Je ne sais pas pourquoi cette image résonne si fortement avec la mémoire vive que je conserve de Marc. Je ne tiens d’ailleurs pas à le savoir. Je sais seulement cette évidence, celle d’un vide, d’une béance, qui fait écho à son absence. Absence d’un ami, et absence de quelqu’un dont l’action manque amèrement aujourd’hui, aux confins de l’amour du cinéma et de la passion de l’action publique qu’il a si intensément habités.
Un grand nombre des images de Marc Nicolas, photographe qui donnait au mot « amateur » une très haute valeur, sont hantées par le vide, par la trace d’une présence défaite, ou d’une présence encore à advenir. J’ignore ce qui lui plaisait, à lui, dans cette photo en particulier, pourquoi il l’a prise, pourquoi il l’a choisie. Je ne veux ni parler à sa place, ni sur-interpréter une image dont la composition de formes et de couleurs se suffit parfaitement à elle-même. Seulement dire combien elle me semble vibrer doucement de ce rapport au monde que j’ai si souvent perçu chez lui, et qu’on nomme la mélancolie.
La mélancolie, conscience de la présence de la mort partout dans le vif, est le contraire de la nostalgie. Elle incite à agir, à avancer, à transformer, à décider, à partager, mais avec cette sensibilité aux vibrations, les plus funestes comme les plus joyeuses, qui font la vie même.

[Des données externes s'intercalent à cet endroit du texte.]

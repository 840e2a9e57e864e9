//! Key and display colors
//!
//! Light mode uses the pink keypad scheme; dark mode keeps the same hues on
//! darker backgrounds.

use iced::Color;

use calc_core::KeyRole;

/// Background/text pair for one key role
#[derive(Debug, Clone, Copy, PartialEq)]
pub struct KeyColors {
    pub background: Color,
    pub hovered: Color,
    pub pressed: Color,
    pub text: Color,
}

/// Full color set for one appearance mode
#[derive(Debug, Clone, Copy, PartialEq)]
pub struct KeyPalette {
    pub function: KeyColors,
    pub entry: KeyColors,
    pub operator: KeyColors,
    pub equals: KeyColors,
    pub display_background: Color,
    pub display_text: Color,
}

/// Color from a `0xRRGGBB` literal
const fn rgb(hex: u32) -> Color {
    Color {
        r: ((hex >> 16) & 0xff) as f32 / 255.0,
        g: ((hex >> 8) & 0xff) as f32 / 255.0,
        b: (hex & 0xff) as f32 / 255.0,
        a: 1.0,
    }
}

const PINK_50: Color = rgb(0xfdf2f8);
const PINK_100: Color = rgb(0xfce7f3);
const PINK_200: Color = rgb(0xfbcfe8);
const PINK_300: Color = rgb(0xf9a8d4);
const PINK_400: Color = rgb(0xf472b6);
const PINK_500: Color = rgb(0xec4899);
const PINK_600: Color = rgb(0xdb2777);
const PINK_700: Color = rgb(0xbe185d);
const PINK_800: Color = rgb(0x9d174d);
const PINK_900: Color = rgb(0x831843);
const SLATE_700: Color = rgb(0x334155);
const SLATE_800: Color = rgb(0x1e293b);
const SLATE_900: Color = rgb(0x0f172a);

const LIGHT: KeyPalette = KeyPalette {
    function: KeyColors {
        background: PINK_200,
        hovered: PINK_300,
        pressed: PINK_400,
        text: PINK_700,
    },
    entry: KeyColors {
        background: Color::WHITE,
        hovered: PINK_100,
        pressed: PINK_200,
        text: PINK_500,
    },
    operator: KeyColors {
        background: PINK_400,
        hovered: PINK_500,
        pressed: PINK_600,
        text: Color::WHITE,
    },
    equals: KeyColors {
        background: PINK_500,
        hovered: PINK_600,
        pressed: PINK_700,
        text: Color::WHITE,
    },
    display_background: PINK_100,
    display_text: PINK_800,
};

const DARK: KeyPalette = KeyPalette {
    function: KeyColors {
        background: PINK_900,
        hovered: PINK_800,
        pressed: PINK_700,
        text: PINK_100,
    },
    entry: KeyColors {
        background: SLATE_800,
        hovered: SLATE_700,
        pressed: PINK_900,
        text: PINK_300,
    },
    operator: KeyColors {
        background: PINK_600,
        hovered: PINK_500,
        pressed: PINK_400,
        text: Color::WHITE,
    },
    equals: KeyColors {
        background: PINK_500,
        hovered: PINK_400,
        pressed: PINK_300,
        text: Color::WHITE,
    },
    display_background: SLATE_900,
    display_text: PINK_50,
};

impl KeyPalette {
    pub fn for_mode(dark_mode: bool) -> Self {
        if dark_mode {
            DARK
        } else {
            LIGHT
        }
    }

    pub fn for_role(&self, role: KeyRole) -> KeyColors {
        match role {
            KeyRole::Function => self.function,
            KeyRole::Entry => self.entry,
            KeyRole::Operator => self.operator,
            KeyRole::Equals => self.equals,
        }
    }
}

#[cfg(test)]
mod tests {
    use super::*;

    #[test]
    fn test_roles_have_distinct_colors() {
        for palette in [LIGHT, DARK] {
            let roles = [KeyRole::Function, KeyRole::Entry, KeyRole::Operator, KeyRole::Equals];
            for (i, a) in roles.iter().enumerate() {
                for b in &roles[i + 1..] {
                    assert_ne!(palette.for_role(*a), palette.for_role(*b));
                }
            }
        }
    }
}
//! # Calculator Engine
//!
//! A single-instance state machine over four fields: the display text, the
//! left operand of a pending operation, the pending operator, and whether the
//! next digit starts a new operand.
//!
//! The engine never fails. Division by zero and other degenerate inputs
//! surface as `Infinity`, `-Infinity` or `NaN` on the display.
//!
//! ## Example
//!
//! ```rust
//! use calc_core::engine::Calculator;
//! use calc_core::keypad::Key;
//!
//! let mut calc = Calculator::new();
//! for key in Key::parse_sequence("5 + 3 =").unwrap() {
//!     calc.press(key);
//! }
//! assert_eq!(calc.display(), "8");
//! ```

use serde::{Deserialize, Serialize};
use tracing::{debug, trace};

use crate::format::{format_number, normalize, parse_display};
use crate::keypad::{Digit, Key};
use crate::operator::{evaluate, Operator};

/// Where the engine is in an entry cycle
#[derive(Debug, Clone, Copy, PartialEq, Eq, Serialize, Deserialize)]
#[serde(rename_all = "snake_case")]
pub enum Phase {
    /// No operator pending
    Idle,
    /// Operator chosen, next digit starts the second operand
    AwaitingOperand,
    /// Operator chosen, second operand being typed
    EnteringOperand,
}

/// Keypad calculator state
#[derive(Debug, Clone, PartialEq)]
pub struct Calculator {
    display_value: String,
    first_operand: Option<f64>,
    operator: Option<Operator>,
    waiting_for_second_operand: bool,
}

impl Default for Calculator {
    fn default() -> Self {
        Self::new()
    }
}

impl Calculator {
    /// Create a calculator showing `0` with nothing pending
    pub fn new() -> Self {
        Self {
            display_value: "0".to_string(),
            first_operand: None,
            operator: None,
            waiting_for_second_operand: false,
        }
    }

    // ------------------------------------------------------------------------
    // Accessors
    // ------------------------------------------------------------------------

    /// Text currently shown on the display
    pub fn display(&self) -> &str {
        &self.display_value
    }

    /// Left operand of the pending operation
    pub fn first_operand(&self) -> Option<f64> {
        self.first_operand
    }

    /// Pending operator
    pub fn operator(&self) -> Option<Operator> {
        self.operator
    }

    pub fn is_waiting_for_second_operand(&self) -> bool {
        self.waiting_for_second_operand
    }

    pub fn phase(&self) -> Phase {
        match (self.operator, self.waiting_for_second_operand) {
            (None, _) => Phase::Idle,
            (Some(_), true) => Phase::AwaitingOperand,
            (Some(_), false) => Phase::EnteringOperand,
        }
    }

    /// Summary of the pending operation, e.g. `"5 +"`
    pub fn pending(&self) -> Option<String> {
        match (self.first_operand, self.operator) {
            (Some(first), Some(op)) => Some(format!("{} {}", normalize(first), op)),
            _ => None,
        }
    }

    /// Serializable snapshot of the current state
    pub fn state(&self) -> CalculatorState {
        CalculatorState {
            display_value: self.display_value.clone(),
            first_operand: self.first_operand,
            operator: self.operator,
            waiting_for_second_operand: self.waiting_for_second_operand,
            phase: self.phase(),
            pending: self.pending(),
        }
    }

    // ------------------------------------------------------------------------
    // Operations
    // ------------------------------------------------------------------------

    /// Dispatch a keypad press to its operation
    pub fn press(&mut self, key: Key) {
        match key {
            Key::Digit(d) => self.input_digit(d),
            Key::Decimal => self.input_decimal(),
            Key::Operator(op) => self.handle_operator(op),
            Key::Equals => self.handle_equals(),
            Key::Clear => self.clear_all(),
            Key::ToggleSign => self.toggle_sign(),
            Key::Percent => self.input_percent(),
        }
    }

    /// Type a digit. Replaces a lone `0` or the previous operand, else appends.
    pub fn input_digit(&mut self, digit: Digit) {
        if self.waiting_for_second_operand {
            self.display_value = digit.to_string();
            self.waiting_for_second_operand = false;
        } else if self.display_value == "0" {
            self.display_value = digit.to_string();
        } else {
            self.display_value.push(digit.as_char());
        }
        trace!(display = %self.display_value, "digit entered");
    }

    /// Type a decimal point. No-op if the display already has one.
    pub fn input_decimal(&mut self) {
        if self.waiting_for_second_operand {
            self.display_value = "0.".to_string();
            self.waiting_for_second_operand = false;
            return;
        }
        if !self.display_value.contains('.') {
            self.display_value.push('.');
        }
    }

    /// Choose the next operator, evaluating any operation already pending.
    ///
    /// Pressing a second operator before typing a digit only swaps the
    /// pending operator.
    pub fn handle_operator(&mut self, next: Operator) {
        let input_value = parse_display(&self.display_value);

        if self.operator.is_some() && self.waiting_for_second_operand {
            debug!(from = ?self.operator, to = ?next, "operator replaced");
            self.operator = Some(next);
            return;
        }

        match (self.first_operand, self.operator) {
            (None, _) => {
                self.first_operand = Some(input_value);
            }
            (Some(first), Some(op)) => {
                let result = evaluate(first, input_value, op);
                self.display_value = normalize(result);
                self.first_operand = Some(result);
                debug!(first, second = input_value, ?op, result, "chained evaluation");
            }
            (Some(_), None) => {}
        }

        self.waiting_for_second_operand = true;
        self.operator = Some(next);
    }

    /// Complete the pending operation. No-op when nothing is pending.
    pub fn handle_equals(&mut self) {
        let (Some(first), Some(op)) = (self.first_operand, self.operator) else {
            return;
        };

        let second = parse_display(&self.display_value);
        let result = evaluate(first, second, op);
        self.display_value = normalize(result);
        self.first_operand = None;
        self.operator = None;
        self.waiting_for_second_operand = false;
        debug!(first, second, ?op, result, "equals");
    }

    /// Reset to the initial state
    pub fn clear_all(&mut self) {
        *self = Self::new();
        debug!("cleared");
    }

    /// Negate the displayed value
    pub fn toggle_sign(&mut self) {
        let value = parse_display(&self.display_value);
        self.display_value = format_number(value * -1.0);
    }

    /// Divide the displayed value by 100. No-op on zero.
    pub fn input_percent(&mut self) {
        let value = parse_display(&self.display_value);
        if value == 0.0 {
            return;
        }
        self.display_value = format_number(value / 100.0);
    }
}

/// Snapshot of a [`Calculator`] for JSON output
///
/// Non-finite operands serialize as `null`, matching serde_json's handling
/// of `f64`.
#[derive(Debug, Clone, PartialEq, Serialize, Deserialize)]
pub struct CalculatorState {
    pub display_value: String,
    pub first_operand: Option<f64>,
    pub operator: Option<Operator>,
    pub waiting_for_second_operand: bool,
    pub phase: Phase,
    pub pending: Option<String>,
}

#[cfg(test)]
mod tests {
    use super::*;

    fn run(keys: &str) -> Calculator {
        let mut calc = Calculator::new();
        for key in Key::parse_sequence(keys).unwrap() {
            calc.press(key);
        }
        calc
    }

    fn digit(value: u8) -> Digit {
        Digit::new(value).unwrap()
    }

    #[test]
    fn test_initial_state() {
        let calc = Calculator::new();
        assert_eq!(calc.display(), "0");
        assert_eq!(calc.first_operand(), None);
        assert_eq!(calc.operator(), None);
        assert!(!calc.is_waiting_for_second_operand());
        assert_eq!(calc.phase(), Phase::Idle);
    }

    #[test]
    fn test_digits_concatenate() {
        assert_eq!(run("1 2 3 4 5").display(), "12345");
        assert_eq!(run("0 0 7").display(), "7");
        assert_eq!(run("9876543210987654321").display(), "9876543210987654321");
    }

    #[test]
    fn test_leading_zero_replaced() {
        let mut calc = Calculator::new();
        calc.input_digit(digit(0));
        assert_eq!(calc.display(), "0");
        calc.input_digit(digit(4));
        assert_eq!(calc.display(), "4");
    }

    #[test]
    fn test_decimal_idempotent() {
        let mut calc = run("3");
        calc.input_decimal();
        let once = calc.display().to_string();
        calc.input_decimal();
        assert_eq!(calc.display(), once);
        assert_eq!(calc.display(), "3.");

        assert_eq!(run("1 . 5 .").display(), "1.5");
        assert_eq!(run(". 5").display(), "0.5");
    }

    #[test]
    fn test_decimal_starts_second_operand() {
        let calc = run("4 + .");
        assert_eq!(calc.display(), "0.");
        assert!(!calc.is_waiting_for_second_operand());
        assert_eq!(run("4 + . 5 =").display(), "4.5");
    }

    #[test]
    fn test_addition() {
        let calc = run("5 + 3 =");
        assert_eq!(calc.display(), "8");
        assert_eq!(calc.first_operand(), None);
        assert_eq!(calc.operator(), None);
        assert!(!calc.is_waiting_for_second_operand());
    }

    #[test]
    fn test_divide_by_zero_shows_infinity() {
        assert_eq!(run("6 ÷ 0 =").display(), "Infinity");
        assert_eq!(run("6 neg ÷ 0 =").display(), "-Infinity");
        assert_eq!(run("0 ÷ 0 =").display(), "NaN");
    }

    #[test]
    fn test_percent() {
        assert_eq!(run("50 %").display(), "0.5");
        assert_eq!(run("5 %").display(), "0.05");
        assert_eq!(run("0 %").display(), "0");
        assert_eq!(run("0 . %").display(), "0.");
    }

    #[test]
    fn test_toggle_sign() {
        let mut calc = run("7");
        calc.toggle_sign();
        assert_eq!(calc.display(), "-7");
        calc.toggle_sign();
        assert_eq!(calc.display(), "7");

        assert_eq!(run("0 ±").display(), "0");
        assert_eq!(run("2.50 ±").display(), "-2.5");
    }

    #[test]
    fn test_equals_without_pending_is_noop() {
        let calc = run("=");
        assert_eq!(calc.display(), "0");
        assert_eq!(calc, Calculator::new());

        let calc = run("4 2 =");
        assert_eq!(calc.display(), "42");
    }

    #[test]
    fn test_repeated_equals_does_nothing_further() {
        let mut calc = run("2 × 3 =");
        assert_eq!(calc.display(), "6");
        let before = calc.clone();
        calc.handle_equals();
        calc.handle_equals();
        assert_eq!(calc, before);
    }

    #[test]
    fn test_operator_override() {
        let plus_then_times = run("4 + × 5 =");
        let times_only = run("4 × 5 =");
        assert_eq!(plus_then_times.display(), "20");
        assert_eq!(plus_then_times, times_only);

        let calc = run("4 + ×");
        assert_eq!(calc.display(), "4");
        assert_eq!(calc.first_operand(), Some(4.0));
        assert_eq!(calc.operator(), Some(Operator::Multiply));
        assert!(calc.is_waiting_for_second_operand());
    }

    #[test]
    fn test_operator_chaining_evaluates_left_to_right() {
        let calc = run("2 + 3 ×");
        assert_eq!(calc.display(), "5");
        assert_eq!(calc.first_operand(), Some(5.0));
        assert_eq!(calc.phase(), Phase::AwaitingOperand);

        assert_eq!(run("2 + 3 × 4 =").display(), "20");
        assert_eq!(run("10 - 4 - 3 =").display(), "3");
    }

    #[test]
    fn test_chained_result_is_normalized() {
        let calc = run(". 1 + . 2 +");
        assert_eq!(calc.display(), "0.3");
        // The stored operand keeps the unrounded value
        assert_eq!(calc.first_operand(), Some(0.1 + 0.2));
    }

    #[test]
    fn test_equals_normalizes() {
        assert_eq!(run(". 1 + . 2 =").display(), "0.3");
        assert_eq!(run("1 ÷ 3 =").display(), "0.333333333333333");
    }

    #[test]
    fn test_equals_rounds_exact_tie_up() {
        // 1234567890123445 sits exactly halfway at the 15th digit
        assert_eq!(run("1234567890123440 + 5 =").display(), "1234567890123450");
        assert_eq!(run("1234567890123440 + 5 +").display(), "1234567890123450");
    }

    #[test]
    fn test_toggle_sign_midpoint_prints_even_digit() {
        assert_eq!(run("8.9527130126953125 ±").display(), "-8.952713012695312");
        assert_eq!(run("8.9527130126953125 ± ±").display(), "8.952713012695312");
    }

    #[test]
    fn test_operator_after_equals_reuses_result() {
        assert_eq!(run("5 + 3 = × 2 =").display(), "16");
    }

    #[test]
    fn test_digit_after_equals_appends() {
        // Equals clears the waiting flag, so digits extend the result
        assert_eq!(run("5 + 3 = 1").display(), "81");
    }

    #[test]
    fn test_clear_all_resets_from_any_state() {
        for keys in ["", "5", "5 +", "5 + 3", "5 + 3 =", "6 ÷ 0 =", "1 . 5 ± %"] {
            let mut calc = run(keys);
            calc.clear_all();
            assert_eq!(calc, Calculator::new(), "after {:?}", keys);
        }
    }

    #[test]
    fn test_waiting_implies_operator() {
        for keys in ["5 +", "5 + ×", "5 + 3", "5 + 3 =", "5 + 3 = AC", "5 + . 2"] {
            let calc = run(keys);
            if calc.is_waiting_for_second_operand() {
                assert!(calc.operator().is_some(), "after {:?}", keys);
            }
        }
    }

    #[test]
    fn test_phases() {
        assert_eq!(run("5").phase(), Phase::Idle);
        assert_eq!(run("5 +").phase(), Phase::AwaitingOperand);
        assert_eq!(run("5 + 2").phase(), Phase::EnteringOperand);
        assert_eq!(run("5 + 2 =").phase(), Phase::Idle);
    }

    #[test]
    fn test_pending_summary() {
        assert_eq!(run("5").pending(), None);
        assert_eq!(run("5 +").pending(), Some("5 +".to_string()));
        assert_eq!(run("12 ÷ 4").pending(), Some("12 ÷".to_string()));
    }

    #[test]
    fn test_infinity_carries_through() {
        let calc = run("6 ÷ 0 = + 1 =");
        assert_eq!(calc.display(), "Infinity");
        let calc = run("6 ÷ 0 = ±");
        assert_eq!(calc.display(), "-Infinity");
    }

    #[test]
    fn test_state_serialization() {
        let state = run("5 +").state();
        let json = serde_json::to_string(&state).unwrap();
        assert!(json.contains("\"operator\":\"add\""));
        assert!(json.contains("\"phase\":\"awaiting_operand\""));
        let roundtrip: CalculatorState = serde_json::from_str(&json).unwrap();
        assert_eq!(state, roundtrip);
    }

    #[test]
    fn test_independent_instances() {
        let mut a = Calculator::new();
        let mut b = Calculator::new();
        a.input_digit(digit(1));
        b.input_digit(digit(2));
        assert_eq!(a.display(), "1");
        assert_eq!(b.display(), "2");
    }
}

Plus je regarde cette photo, plus le mot qui s’impose est ouverture. Ouverture vers l’horizon, ouverture dans le dégradé de ces teintes éteintes où la matière vibre en sourdine, ouverture de cet angle que font le dossier et l’assise de ce banc public, usé de tant de présences invisibles. Des inconnus ont peut-être, là, guetté le rayon vert cher à Jules Vernes et à Eric Rohmer – et tout ce qui fait le prix incalculable de cette lumière-là.
Vert aussi, ce banc positionné de manière un peu absurde, trop près ou trop loin des dalles, et de guingois, couleur bizarre, incitation au jeu et l’imagination. Même l’ombre est un peu étrange, trop nette alors que la luminosité paraît réduite, voilée.
Mais non, il fait soleil dans cette image, le vert du siège et celui des herbes en témoignent également. Pourtant ce soleil est d’un éclat paradoxal, rendu mystérieux par le dégradé de gris et de beige du ciel, de la mer et du sol de cailloux cimentés. Sans probablement le savoir, ce jour-là Marc a réussi un prodige : photographier le soleil, mais le soleil comme absent, en retrait, regret ou promesse, et pourtant actif – ce soleil qui habitait si fortement les souvenirs d’une enfance au Sud de la Méditerranée, ce soleil qu’il aimait tant. Et qui n’est pas pour rien dans sa cruelle disparition.